Kirkus Reviews QR Code
FRANCE IN THE SIXTEENTH CENTURY by Frederic J. Baumgartner

FRANCE IN THE SIXTEENTH CENTURY

By

Pub Date: Dec. 11th, 1995
ISBN: 0312158564
Publisher: St. Martin's

A comprehensive study of France's transition from the Middle Ages, through the Renaissance, to the ancien r‚gime. Baumgartner (History/Virginia Polytechnic Institute and State Univ.) has previously examined the history of France through its dominant personalities such as Henry II and Louis XII. Here he expands that approach to include social, religious, economic, and cultural aspects of what has been called France's ""Long Sixteenth Century"" (1484-1614). Political affairs, though, still loom as the catalytic force in Baumgartner's analysis. The two events that frame this long century are two meetings of the Estates General, France's version of a representative political institution comprising the monarchy, the aristocracy, the clergy, and the commoners. The earlier meeting, in 1484, under Charles VIII, represents the point of transition from the medieval to the Renaissance monarchy; while the 1614 meeting, the last before the outbreak of the French Revolution, was directed by Louis XIII and marked the birth of French absolutism.
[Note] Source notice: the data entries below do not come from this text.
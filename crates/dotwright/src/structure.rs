//! The document tree.
//!
//! A document is a [`RootGraph`] that owns a [`GraphBody`]. Every body owns
//! its nodes, edges, subgraphs and clusters, keyed by identifier and kept in
//! insertion order, which is also render order. Subgraphs and clusters carry
//! their own body, so nesting is plain ownership; dropping a graph drops its
//! whole subtree.
//!
//! All bodies of one document share a single [`IdRegistry`], so identifiers
//! stay unique across every nesting level.
//!
//! [`IdRegistry`]: dotwright_core::identifier::IdRegistry

mod body;
mod cluster;
mod edge;
mod node;
mod root;
mod subgraph;

pub use body::GraphBody;
pub use cluster::Cluster;
pub use edge::{Edge, EdgeKey};
pub use node::Node;
pub use root::{DEFAULT_ROOT_ID, RootGraph};
pub use subgraph::Subgraph;

use dotwright_core::sanitize::sanitize;

/// Sanitizes a label, treating an empty label as no label at all.
fn sanitize_label(label: &str) -> Option<String> {
    (!label.is_empty()).then(|| sanitize(label))
}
As such, the study provides a much-needed insight into the world that was responsible for creating the conditions that French society rejected later, at the end of the 18th century. The 130-year period is stamped with the imprint of the Renaissance and the Reformation. The book is ""an introduction to a detailed history of sixteenth-century France"" and divided into three parts: 1484-1530; 1530-62; 1562-1614. Each part examines questions concerning the monarchy, the Church, the nobility, the people, justice, and culture and thought. While this construction might seem to falsely compartmentalize French society, there is a clear vision of the interrelatedness of the various parts. Although hardly appropriate as an ""introduction"" to a neophyte in French history, Baumgartner's work is nevertheless important for examining the foundations of French absolutism of the 17th and 18th centuries.